> **DATA FOR THIS EXERCISE**

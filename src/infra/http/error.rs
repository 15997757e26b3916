use std::error::Error as StdError;

use axum::{
    Json,
    http::StatusCode,
    response::{IntoResponse, Response},
};
use serde::Serialize;

use crate::application::error::ErrorReport;

#[derive(Debug, Serialize)]
pub struct ApiErrorBody {
    pub error: ApiErrorMessage,
}

pub mod codes {
    pub const BAD_REQUEST: &str = "bad_request";
    pub const UNAVAILABLE: &str = "unavailable";
    pub const UPSTREAM: &str = "upstream_error";
}

#[derive(Debug, Serialize)]
pub struct ApiErrorMessage {
    pub code: String,
    pub message: String,
    #[serde(skip_serializing_if = "Option::is_none")]
    pub hint: Option<String>,
}

#[derive(Debug)]
pub struct ApiError {
    status: StatusCode,
    code: &'static str,
    message: &'static str,
    hint: Option<String>,
    report: Option<ErrorReport>,
}

impl ApiError {
    pub fn new(
        status: StatusCode,
        code: &'static str,
        message: &'static str,
        hint: Option<String>,
    ) -> Self {
        Self {
            status,
            code,
            message,
            hint,
            report: None,
        }
    }

    pub fn bad_request(message: &'static str, hint: Option<String>) -> Self {
        Self::new(StatusCode::BAD_REQUEST, codes::BAD_REQUEST, message, hint)
    }

    pub fn unavailable(message: &'static str) -> Self {
        Self::new(
            StatusCode::SERVICE_UNAVAILABLE,
            codes::UNAVAILABLE,
            message,
            None,
        )
    }

    /// The upstream error only reaches the logs; clients see `message`.
    pub fn upstream(message: &'static str, source: &dyn StdError) -> Self {
        let mut error = Self::new(StatusCode::BAD_GATEWAY, codes::UPSTREAM, message, None);
        error.report = Some(ErrorReport::from_error(
            "infra::http::upstream",
            StatusCode::BAD_GATEWAY,
            source,
        ));
        error
    }
}

impl IntoResponse for ApiError {
    fn into_response(self) -> Response {
        let report = self.report.unwrap_or_else(|| {
            ErrorReport::from_message(
                "infra::http",
                self.status,
                format!(
                    "{}: {}",
                    self.code,
                    self.hint.as_deref().unwrap_or(self.message)
                ),
            )
        });
        let body = ApiErrorBody {
            error: ApiErrorMessage {
                code: self.code.to_string(),
                message: self.message.to_string(),
                hint: self.hint,
            },
        };
        let mut response = (self.status, Json(body)).into_response();
        report.attach(&mut response);
        response
    }
}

> **WORK INSTRUCTION**
From the first line to the last, return the data above exactly.

> **EXPECTED ANSWER**
filename src/infra/http/error.rs
repository 15997757e26b3916
use std::error::Error as StdError;

use axum::{
    Json,
    http::StatusCode,
    response::{IntoResponse, Response},
};
use serde::Serialize;

use crate::application::error::ErrorReport;

#[derive(Debug, Serialize)]
pub struct ApiErrorBody {
    pub error: ApiErrorMessage,
}

pub mod codes {
    pub const BAD_REQUEST: &str = "bad_request";
    pub const UNAVAILABLE: &str = "unavailable";
    pub const UPSTREAM: &str = "upstream_error";
}

#[derive(Debug, Serialize)]
pub struct ApiErrorMessage {
    pub code: String,
    pub message: String,
    #[serde(skip_serializing_if = "Option::is_none")]
    pub hint: Option<String>,
}

#[derive(Debug)]
pub struct ApiError {
    status: StatusCode,
    code: &'static str,
    message: &'static str,
    hint: Option<String>,
    report: Option<ErrorReport>,
}

impl ApiError {
    pub fn new(
        status: StatusCode,
        code: &'static str,
        message: &'static str,
        hint: Option<String>,
    ) -> Self {
        Self {
            status,
            code,
            message,
            hint,
            report: None,
        }
    }

    pub fn bad_request(message: &'static str, hint: Option<String>) -> Self {
        Self::new(StatusCode::BAD_REQUEST, codes::BAD_REQUEST, message, hint)
    }

    pub fn unavailable(message: &'static str) -> Self {
        Self::new(
            StatusCode::SERVICE_UNAVAILABLE,
            codes::UNAVAILABLE,
            message,
            None,
        )
    }

    /// The upstream error only reaches the logs; clients see `message`.
    pub fn upstream(message: &'static str, source: &dyn StdError) -> Self {
        let mut error = Self::new(StatusCode::BAD_GATEWAY, codes::UPSTREAM, message, None);
        error.report = Some(ErrorReport::from_error(
            "infra::http::upstream",
            StatusCode::BAD_GATEWAY,
            source,
        ));
        error
    }
}

impl IntoResponse for ApiError {
    fn into_response(self) -> Response {
        let report = self.report.unwrap_or_else(|| {
            ErrorReport::from_message(
                "infra::http",
                self.status,
                format!(
                    "{}: {}",
                    self.code,
                    self.hint.as_deref().unwrap_or(self.message)
                ),
            )
        });
        let body = ApiErrorBody {
            error: ApiErrorMessage {
                code: self.code.to_string(),
                message: self.message.to_string(),
                hint: self.hint,
            },
        };
        let mut response = (self.status, Json(body)).into_response();
        report.attach(&mut response);
        response
    }
}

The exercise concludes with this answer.